Monday, May 09, 2022

Cerne Abbas Giant

"I'm delighted to have with me today the National Trust archaeologist in charge of the Cerne Abbas Dating Project, Dr. Martin Papworth who has agreed to talk to me about his organisation's biggest member

 Perhaps an unfortunate choice of words by Dr Cat Jarman (bioarchaeologist, University of Oslo) of the "Gone Medieval" podcast.

The figure is in Dorset and has long been believed to date from the 1600s.  Papworth's excavation suggests it is from 700-1200 instead, likely around 900 AD. 

Update: There is good evidence that the figure was allowed to be overgrown for many years, then redug, rechalked, brought back.  There is some evidence that the belt used to transverse the entire body, and there was also a bellybutton. This would suggest that the penis was added on later, perhaps even as late as the early 1900s. The club is also believed to have been modified more than once, and actually be a staff. We always like simple, single explanations for what something originally meant to the people who built it, regarding that as what the figure "really" was. But as digs get more complicated and almost magical geophysical techniques reveal more information, archaeologists are now forcing themselves to interpret all data in terms of its own time period only.  I have mentioned before that the henges, long barrows, rows of stones, and other organised piles of rocks seem to have served different purposes in different generations.


sykes.1 said...

The seeming reference to Hercules suggest a dating to the 3rd millennium BC during or after the Indo-European invasion. There was a 90% replacement of males during that time.

james said...

It would be interesting--ok, maybe mostly to experts--to try to trace the ups and downs of Egyptian gods. I assume shrines and even temples would be repurposed when a new dynasty indicated its own favorites. Not that you'd dare disparage any of the old ones (unless you're Akhenaten), but some stories will differ and maybe Set isn't such a good guy this century or two.

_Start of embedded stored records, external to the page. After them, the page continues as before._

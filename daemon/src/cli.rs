//! Command-line interface of the agent.

use std::path::PathBuf;

use clap::{Parser, ValueEnum};

/// Top-level command-line interface definition.
#[derive(Debug, Parser)]
#[command(name = "nodeagent")]
#[command(version = env!("CARGO_PKG_VERSION"))]
#[command(about = env!("CARGO_PKG_DESCRIPTION"))]
pub struct Cli {
    /// Path to the configuration file. Built-in defaults are used without one.
    #[arg(short, long, env = "NODEAGENT_CONFIG")]
    pub config: Option<PathBuf>,

    /// Log output format
    #[arg(long, value_enum, default_value_t = LogFormat::Compact)]
    pub log_format: LogFormat,
}

/// Supported log formats.
#[derive(Debug, Clone, Copy, Default, PartialEq, Eq, ValueEnum)]
pub enum LogFormat {
    #[default]
    Compact,
    Json,
    Pretty,
}

#[cfg(test)]
mod tests {
    use clap::CommandFactory as _;

    use super::*;

    #[test]
    fn cli_is_consistent() {
        Cli::command().debug_assert();
    }

    #[test]
    fn parses_config_and_format() {
        let cli = Cli::try_parse_from(["nodeagent", "-c", "/etc/nodeagent.toml", "--log-format", "json"]).unwrap();
        assert_eq!(cli.config, Some(PathBuf::from("/etc/nodeagent.toml")));
        assert_eq!(cli.log_format, LogFormat::Json);
    }
}
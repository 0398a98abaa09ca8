//! Finding the boss.
//!
//! Candidates are tried in order until one resolves and accepts a TCP
//! connection:
//!
//! 1. `tmcc.boss` from the config file (exclusively, when set)
//! 2. the `BOSSNODE` environment variable
//! 3. the testbed marker files
//! 4. `boss.<domain>` for every search domain in `/etc/resolv.conf`
//! 5. the plain name `boss`

use core::time::Duration;
use std::{
    env,
    path::{Path, PathBuf},
};

use chrono::Utc;
use resolv_conf::Config as ResolvConf;
use tokio::{
    fs,
    net::{TcpStream, lookup_host},
    time::timeout,
};
use tracing::{debug, info, warn};

use crate::{
    error::DiscoveryError,
    model::{BossEndpoint, DiscoverySource},
};

/// Hostname tried when nothing else is known.
pub const FALLBACK_BOSS: &str = "boss";

const MARKER_FILES: [&str; 4] = [
    "/etc/testbed/bossnode",
    "/etc/emulab/bossnode",
    "/usr/local/etc/testbed/bossnode",
    "/usr/local/etc/emulab/bossnode",
];

/// Where candidates are read from.
#[derive(Debug, Clone)]
pub struct DiscoverySources {
    pub env_boss: Option<String>,
    pub marker_files: Vec<PathBuf>,
    pub resolv_conf: PathBuf,
}

impl DiscoverySources {
    /// The running system's sources.
    #[must_use]
    pub fn system() -> Self {
        Self {
            env_boss: env::var("BOSSNODE").ok(),
            marker_files: MARKER_FILES.iter().map(PathBuf::from).collect(),
            resolv_conf: PathBuf::from("/etc/resolv.conf"),
        }
    }
}

/// A host name worth probing.
#[derive(Debug, Clone, PartialEq, Eq)]
pub struct Candidate {
    pub host: String,
    pub source: DiscoverySource,
}

/// Search domains in effect according to `resolv_conf`.
///
/// The last `search` or `domain` line wins, as for the resolver itself.
#[must_use]
pub fn search_domains(resolv_conf: &str) -> Vec<String> {
    let parsed = match ResolvConf::parse(resolv_conf) {
        Ok(parsed) => parsed,
        Err(e) => {
            warn!(error = %e, "Ignoring unparsable resolv.conf");
            return Vec::new();
        }
    };
    let domains = match parsed.get_search() {
        Some(search) => search.clone(),
        None => parsed.get_domain().cloned().into_iter().collect(),
    };
    let mut unique: Vec<String> = Vec::new();
    for domain in domains {
        let domain = domain.trim_end_matches('.').to_lowercase();
        if !domain.is_empty() && !unique.contains(&domain) {
            unique.push(domain);
        }
    }
    unique
}

async fn first_line(path: &Path) -> Option<String> {
    let content = fs::read_to_string(path).await.ok()?;
    content
        .lines()
        .map(str::trim)
        .find(|l| !l.is_empty())
        .map(str::to_owned)
}

/// Candidates in probing order.
pub async fn candidates(configured: Option<&str>, sources: &DiscoverySources) -> Vec<Candidate> {
    if let Some(host) = configured {
        return vec![Candidate {
            host: host.to_owned(),
            source: DiscoverySource::Config,
        }];
    }

    let mut found = Vec::new();
    if let Some(ref host) = sources.env_boss
        && !host.trim().is_empty()
    {
        found.push(Candidate {
            host: host.trim().to_owned(),
            source: DiscoverySource::Environment,
        });
    }
    for path in &sources.marker_files {
        if let Some(host) = first_line(path).await {
            found.push(Candidate {
                host,
                source: DiscoverySource::MarkerFile(path.clone()),
            });
        }
    }
    if let Ok(conf) = fs::read_to_string(&sources.resolv_conf).await {
        for domain in search_domains(&conf) {
            found.push(Candidate {
                host: format!("{FALLBACK_BOSS}.{domain}"),
                source: DiscoverySource::SearchDomain(domain),
            });
        }
    }
    found.push(Candidate {
        host: FALLBACK_BOSS.to_owned(),
        source: DiscoverySource::Fallback,
    });

    let mut seen = Vec::new();
    found.retain(|c| {
        if seen.contains(&c.host) {
            false
        } else {
            seen.push(c.host.clone());
            true
        }
    });
    found
}

/// Resolve `candidate` and connect to it once.
///
/// # Errors
///
/// Returns [`DiscoveryError::Unresolvable`] or [`DiscoveryError::Unreachable`].
pub async fn reach(
    candidate: &Candidate,
    port: u16,
    limit: Duration,
) -> Result<BossEndpoint, DiscoveryError> {
    let unresolvable = || DiscoveryError::Unresolvable {
        host: candidate.host.clone(),
        port,
    };
    let addrs: Vec<_> = timeout(limit, lookup_host((candidate.host.as_str(), port)))
        .await
        .map_err(|_| unresolvable())?
        .map_err(|_| unresolvable())?
        .collect();

    let mut last_error = None;
    for addr in addrs {
        let attempt = timeout(limit, TcpStream::connect(addr))
            .await
            .unwrap_or_else(|elapsed| Err(elapsed.into()));
        match attempt {
            Ok(_) => {
                return Ok(BossEndpoint {
                    host: candidate.host.clone(),
                    port,
                    addr,
                    discovered_at: Utc::now(),
                    source: candidate.source.clone(),
                });
            }
            Err(e) => {
                debug!(%addr, error = %e, "Boss candidate address unreachable");
                last_error = Some(e);
            }
        }
    }
    match last_error {
        Some(source) => Err(DiscoveryError::Unreachable {
            host: candidate.host.clone(),
            port,
            source,
        }),
        None => Err(unresolvable()),
    }
}

/// Try every candidate in order and return the first that answers.
///
/// # Errors
///
/// Returns [`DiscoveryError::Exhausted`] when no candidate is reachable.
pub async fn discover(
    configured: Option<&str>,
    port: u16,
    sources: &DiscoverySources,
    limit: Duration,
) -> Result<BossEndpoint, DiscoveryError> {
    let candidates = candidates(configured, sources).await;
    for candidate in &candidates {
        match reach(candidate, port, limit).await {
            Ok(endpoint) => {
                info!(
                    host = %endpoint.host,
                    addr = %endpoint.addr,
                    source = %endpoint.source,
                    "Discovered boss"
                );
                return Ok(endpoint);
            }
            Err(e) => debug!(error = %e, "Boss candidate rejected"),
        }
    }
    Err(DiscoveryError::Exhausted {
        tried: candidates.len(),
    })
}
//! systemd helpers: unit name escaping and mount unit rendering.

use core::fmt::Write as _;
use std::path::Path;

/// First line of every unit file written by the agent.
///
/// Used to tell our units apart from hand-written ones before removing anything.
pub const GENERATED_MARKER: &str = "# Generated by nodeagent. Local changes will be overwritten.";

/// Returns `true` if the system uses systemd (detects `/run/systemd/system`).
#[must_use]
pub fn is_systemd() -> bool {
    Path::new("/run/systemd/system").exists()
}

/// Escape an absolute path the way `systemd-escape --path` does.
///
/// Duplicate and trailing slashes are dropped, the root directory becomes `-`,
/// every remaining `/` becomes `-` and bytes outside `[A-Za-z0-9:_.]` (plus a
/// leading `.`) are written as `\xNN`.
#[must_use]
pub fn escape_path(path: &str) -> String {
    let components: Vec<&str> = path
        .split('/')
        .filter(|c| !c.is_empty() && *c != ".")
        .collect();

    if components.is_empty() {
        return "-".to_string();
    }

    let joined = components.join("/");
    let mut escaped = String::with_capacity(joined.len());
    for (index, byte) in joined.bytes().enumerate() {
        match byte {
            b'/' => escaped.push('-'),
            b'.' if index == 0 => push_hex(&mut escaped, byte),
            b if b.is_ascii_alphanumeric() || matches!(b, b':' | b'_' | b'.') => {
                escaped.push(char::from(b));
            }
            _ => push_hex(&mut escaped, byte),
        }
    }
    escaped
}

fn push_hex(out: &mut String, byte: u8) {
    // Writing to a String cannot fail.
    drop(write!(out, "\\x{byte:02x}"));
}

/// Unit file name for a mount at `mountpoint` (`/proj/x` → `proj-x.mount`).
///
/// systemd requires the name of a mount unit to follow its `Where=`, so it is
/// derived from the mountpoint and not from the export.
#[must_use]
pub fn mount_unit_name(mountpoint: &str) -> String {
    format!("{}.mount", escape_path(mountpoint))
}

/// Whether a unit file's contents were produced by [`MountUnit::render`].
#[must_use]
pub fn is_generated(content: &str) -> bool {
    content.lines().next() == Some(GENERATED_MARKER)
}

/// Declarative description of an NFS mount unit.
#[derive(Debug, Clone, PartialEq, Eq)]
pub struct MountUnit<'spec> {
    /// `host:/export/path`
    pub what: &'spec str,
    /// Local mountpoint.
    pub r#where: &'spec str,
    /// Comma-separated mount options.
    pub options: &'spec str,
}

impl MountUnit<'_> {
    /// Unit file name derived from the mountpoint.
    #[must_use]
    pub fn unit_name(&self) -> String {
        mount_unit_name(self.r#where)
    }

    /// Render the unit file. Output is deterministic for identical input.
    #[must_use]
    pub fn render(&self) -> String {
        let mut unit = String::new();
        unit.push_str(GENERATED_MARKER);
        unit.push('\n');
        unit.push_str("[Unit]\n");
        unit.push_str(&format!("Description=Testbed NFS mount of {}\n", self.what));
        unit.push_str("Wants=network-online.target\n");
        unit.push_str("After=network-online.target\n");
        unit.push('\n');
        unit.push_str("[Mount]\n");
        unit.push_str(&format!("What={}\n", self.what));
        unit.push_str(&format!("Where={}\n", self.r#where));
        unit.push_str("Type=nfs\n");
        if !self.options.is_empty() {
            unit.push_str(&format!("Options={}\n", self.options));
        }
        unit.push('\n');
        unit.push_str("[Install]\n");
        unit.push_str("WantedBy=remote-fs.target\n");
        unit
    }
}
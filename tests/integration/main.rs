//! Uses the single integration test approach.
//!
//! This improves parallelism when running the tests, and reduces the number of binaries that have to be built (and linked)

mod common;

use std::time::Duration;

use common::{FakeBoss, KillOnDrop, spawn_agent, terminate, wait_for_exit, write_config};

#[tokio::test]
async fn malformed_config_exits_non_zero() {
    let dir = tempfile::tempdir().unwrap();
    let config = write_config(dir.path(), "[tmcc\nport = ");
    let mut guard = KillOnDrop(spawn_agent(&config));
    let status = wait_for_exit(&mut guard.0, Duration::from_secs(10)).await;
    assert!(!status.success(), "malformed config must be fatal, got {status:?}");
}

#[tokio::test]
async fn missing_config_exits_non_zero() {
    let dir = tempfile::tempdir().unwrap();
    let mut guard = KillOnDrop(spawn_agent(&dir.path().join("absent.toml")));
    let status = wait_for_exit(&mut guard.0, Duration::from_secs(10)).await;
    assert!(!status.success(), "missing config must be fatal, got {status:?}");
}

#[tokio::test]
async fn reports_boot_ready_and_shutdown() {
    let boss = FakeBoss::start(&[("status", "FREE\n")]).await;
    let dir = tempfile::tempdir().unwrap();
    let config = write_config(
        dir.path(),
        &format!(
            r#"
        [autouser]
        enable = false

        [automount]
        enable = false

        [autohost]
        enable = false

        [tmcc]
        boss = "127.0.0.1"
        port = {port}
        poll-interval = 3600
        report-shutdown = true

        [systemd]
        unit-dir = "units"
        "#,
            port = boss.addr.port()
        ),
    );
    let mut guard = KillOnDrop(spawn_agent(&config));

    assert!(
        boss.wait_for("state ISUP", Duration::from_secs(15)).await,
        "no ready notification: {:?}",
        boss.requests()
    );
    let requests = boss.requests();
    assert_eq!(requests.first().map(String::as_str), Some("state MFSSETUP"), "{requests:?}");
    let ready = requests.iter().position(|r| r == "state ISUP").unwrap();
    for fetch in ["accounts", "localization", "mounts", "status"] {
        assert!(requests[..ready].iter().any(|r| r == fetch), "{fetch} before ready: {requests:?}");
    }

    terminate(&guard.0);
    let status = wait_for_exit(&mut guard.0, Duration::from_secs(10)).await;
    assert!(status.success(), "clean shutdown expected, got {status:?}");
    assert!(
        boss.requests().iter().any(|r| r == "state SHUTDOWN"),
        "{:?}",
        boss.requests()
    );
}
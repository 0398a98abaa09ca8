//! In-memory [`SystemActions`] that records every mutation.

use alloc::collections::{BTreeMap, BTreeSet};
use std::{
    path::{Path, PathBuf},
    sync::{Mutex, MutexGuard},
};

use futures::{
    FutureExt as _,
    future::{BoxFuture, ready},
};

use super::{NewUser, SysResult, SystemActions, UserChanges, UserRecord};
use crate::{
    error::SystemError,
    model::{Gid, SshKey, Uid},
};

#[derive(Debug, Clone, PartialEq, Eq)]
pub(crate) enum Action {
    CreateGroup { name: String, gid: Option<Gid> },
    CreateUser { login: String, uid: Uid, shell: PathBuf, groups: Vec<String> },
    ModifyUser { login: String, changes: UserChanges },
    LockUser(String),
    WriteKeys { login: String, keys: Vec<String> },
    DaemonReload,
    Start(String),
    Restart(String),
    Stop(String),
    SetHostname(String),
}

#[derive(Debug)]
struct State {
    users: BTreeMap<String, UserRecord>,
    groups: BTreeMap<String, Gid>,
    keys: BTreeMap<String, Vec<String>>,
    hostname: String,
    shells: Vec<PathBuf>,
    failing: BTreeSet<String>,
    missing: Vec<String>,
    actions: Vec<Action>,
    next_gid: Gid,
}

/// Fake system for reconciliation tests.
#[derive(Debug)]
pub(crate) struct RecordingSystem {
    state: Mutex<State>,
}

impl RecordingSystem {
    pub(crate) fn new() -> Self {
        Self {
            state: Mutex::new(State {
                users: BTreeMap::new(),
                groups: BTreeMap::from([("root".to_owned(), 0), ("wheel".to_owned(), 10)]),
                keys: BTreeMap::new(),
                hostname: "localhost".to_owned(),
                shells: ["/bin/sh", "/bin/bash", "/usr/bin/zsh"]
                    .into_iter()
                    .map(PathBuf::from)
                    .collect(),
                failing: BTreeSet::new(),
                missing: Vec::new(),
                actions: Vec::new(),
                next_gid: 5000,
            }),
        }
    }

    fn state(&self) -> MutexGuard<'_, State> {
        self.state.lock().unwrap()
    }

    pub(crate) fn with_user(self, login: &str, record: UserRecord) -> Self {
        self.state().users.insert(login.to_owned(), record);
        self
    }

    pub(crate) fn with_group(self, name: &str, gid: Gid) -> Self {
        self.state().groups.insert(name.to_owned(), gid);
        self
    }

    pub(crate) fn with_missing_command(self, command: &str) -> Self {
        self.state().missing.push(command.to_owned());
        self
    }

    /// Make every mutation for `target` (a login or a unit) fail.
    pub(crate) fn fail_for(&self, target: &str) {
        self.state().failing.insert(target.to_owned());
    }

    /// Undo [`Self::fail_for`].
    pub(crate) fn recover(&self, target: &str) {
        self.state().failing.remove(target);
    }

    pub(crate) fn actions(&self) -> Vec<Action> {
        self.state().actions.clone()
    }

    pub(crate) fn clear_actions(&self) {
        self.state().actions.clear();
    }

    pub(crate) fn user(&self, login: &str) -> Option<UserRecord> {
        self.state().users.get(login).cloned()
    }

    pub(crate) fn group(&self, name: &str) -> Option<Gid> {
        self.state().groups.get(name).copied()
    }

    pub(crate) fn authorized_keys(&self, login: &str) -> Option<Vec<String>> {
        self.state().keys.get(login).cloned()
    }

    pub(crate) fn current_hostname(&self) -> String {
        self.state().hostname.clone()
    }

    fn mutate(&self, login: &str, action: Action) -> SysResult<MutexGuard<'_, State>> {
        let mut state = self.state();
        if state.failing.contains(login) {
            return Err(SystemError::CommandFailed {
                command: format!("{action:?}"),
                status: "exit status: 1".to_owned(),
            });
        }
        state.actions.push(action);
        Ok(state)
    }

    fn record(&self, action: Action) {
        self.state().actions.push(action);
    }
}

impl SystemActions for RecordingSystem {
    fn lookup_user<'this>(&'this self, login: &'this str) -> BoxFuture<'this, SysResult<Option<UserRecord>>> {
        ready(Ok(self.user(login))).boxed()
    }

    fn login_for_uid(&self, uid: Uid) -> BoxFuture<'_, SysResult<Option<String>>> {
        let login = self
            .state()
            .users
            .iter()
            .find(|&(_, record)| record.uid == uid)
            .map(|(login, _)| login.clone());
        ready(Ok(login)).boxed()
    }

    fn group_gid<'this>(&'this self, name: &'this str) -> BoxFuture<'this, SysResult<Option<Gid>>> {
        ready(Ok(self.group(name))).boxed()
    }

    fn create_group<'this>(&'this self, name: &'this str, gid: Option<Gid>) -> BoxFuture<'this, SysResult<()>> {
        let mut state = self.state();
        state.actions.push(Action::CreateGroup {
            name: name.to_owned(),
            gid,
        });
        let gid = gid.unwrap_or_else(|| {
            state.next_gid += 1;
            state.next_gid
        });
        state.groups.insert(name.to_owned(), gid);
        ready(Ok(())).boxed()
    }

    fn create_user<'this>(&'this self, user: &'this NewUser<'this>) -> BoxFuture<'this, SysResult<()>> {
        let action = Action::CreateUser {
            login: user.login.to_owned(),
            uid: user.uid,
            shell: user.shell.to_path_buf(),
            groups: user.groups.to_vec(),
        };
        let result = self.mutate(user.login, action).map(|mut state| {
            state.users.insert(
                user.login.to_owned(),
                UserRecord {
                    uid: user.uid,
                    gid: user.gid,
                    home: user.home.to_path_buf(),
                    shell: user.shell.to_path_buf(),
                    groups: user.groups.to_vec(),
                },
            );
        });
        ready(result).boxed()
    }

    fn modify_user<'this>(&'this self, login: &'this str, changes: &'this UserChanges) -> BoxFuture<'this, SysResult<()>> {
        let action = Action::ModifyUser {
            login: login.to_owned(),
            changes: changes.clone(),
        };
        let result = self.mutate(login, action).map(|mut state| {
            if let Some(record) = state.users.get_mut(login) {
                if let Some(ref shell) = changes.shell {
                    record.shell.clone_from(shell);
                }
                if let Some(ref groups) = changes.groups {
                    record.groups.clone_from(groups);
                }
            }
        });
        ready(result).boxed()
    }

    fn lock_user<'this>(&'this self, login: &'this str) -> BoxFuture<'this, SysResult<()>> {
        let result = self.mutate(login, Action::LockUser(login.to_owned())).map(drop);
        ready(result).boxed()
    }

    fn write_authorized_keys<'this>(
        &'this self,
        login: &'this str,
        _home: &'this Path,
        _owner: (Uid, Gid),
        keys: &'this [SshKey],
    ) -> BoxFuture<'this, SysResult<()>> {
        let keys: Vec<String> = keys.iter().map(|k| k.expose().to_owned()).collect();
        let action = Action::WriteKeys {
            login: login.to_owned(),
            keys: keys.clone(),
        };
        let result = self.mutate(login, action).map(|mut state| {
            state.keys.insert(login.to_owned(), keys);
        });
        ready(result).boxed()
    }

    fn login_shells(&self) -> BoxFuture<'_, SysResult<Vec<PathBuf>>> {
        ready(Ok(self.state().shells.clone())).boxed()
    }

    fn daemon_reload(&self) -> BoxFuture<'_, SysResult<()>> {
        self.record(Action::DaemonReload);
        ready(Ok(())).boxed()
    }

    fn start_unit<'this>(&'this self, unit: &'this str) -> BoxFuture<'this, SysResult<()>> {
        let result = self.mutate(unit, Action::Start(unit.to_owned())).map(drop);
        ready(result).boxed()
    }

    fn restart_unit<'this>(&'this self, unit: &'this str) -> BoxFuture<'this, SysResult<()>> {
        let result = self.mutate(unit, Action::Restart(unit.to_owned())).map(drop);
        ready(result).boxed()
    }

    fn stop_unit<'this>(&'this self, unit: &'this str) -> BoxFuture<'this, SysResult<()>> {
        let result = self.mutate(unit, Action::Stop(unit.to_owned())).map(drop);
        ready(result).boxed()
    }

    fn hostname(&self) -> BoxFuture<'_, SysResult<String>> {
        ready(Ok(self.current_hostname())).boxed()
    }

    fn set_hostname<'this>(&'this self, name: &'this str) -> BoxFuture<'this, SysResult<()>> {
        let mut state = self.state();
        state.actions.push(Action::SetHostname(name.to_owned()));
        name.clone_into(&mut state.hostname);
        ready(Ok(())).boxed()
    }

    fn missing_commands(&self, commands: &[&str]) -> Vec<String> {
        let state = self.state();
        commands
            .iter()
            .filter(|c| state.missing.iter().any(|m| m == *c))
            .map(|c| (*c).to_owned())
            .collect()
    }
}
//! Exponential retry delays.

use core::time::Duration;

/// Doubling delay, capped at a maximum.
///
/// Delays strictly increase until they reach the cap and then stay there.
#[derive(Debug, Clone)]
pub struct Backoff {
    initial: Duration,
    max: Duration,
    next: Duration,
}

impl Backoff {
    #[must_use]
    pub fn new(initial: Duration, max: Duration) -> Self {
        let initial = initial.max(Duration::from_millis(1));
        let max = max.max(initial);
        Self {
            initial,
            max,
            next: initial,
        }
    }

    /// The delay to wait now. Advances the sequence.
    pub fn next_delay(&mut self) -> Duration {
        let delay = self.next;
        self.next = self.next.saturating_mul(2).min(self.max);
        delay
    }

    /// Start over after a success.
    pub const fn reset(&mut self) {
        self.next = self.initial;
    }
}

Mike Guenther said... do we know that Nog the caveman wasn't into self portraits. Perhaps even back then, childish humor was a thing.

Christopher B said...

I'm not sure of the context of sykes' comment but it triggered something I heard in a Jackson Crawford intro to the Ynglinga and Heimskringla sagas from about a week ago. He noted that in that work Snorri Sturluson adopted a convention of his time, late 1100s to early 1200s, to connect the Norse gods to temporal kings, in this case of Norway, via heroes of Greek mythology surrounding the Trojan War. It seems plausible to think Snorri and the Norse weren't unique in this kind of interconnection of myth, and a 1100-1200s explanation of a monument that was created a century or two before might have gone in the same direction, rather than indicating it was created thousands of years prior.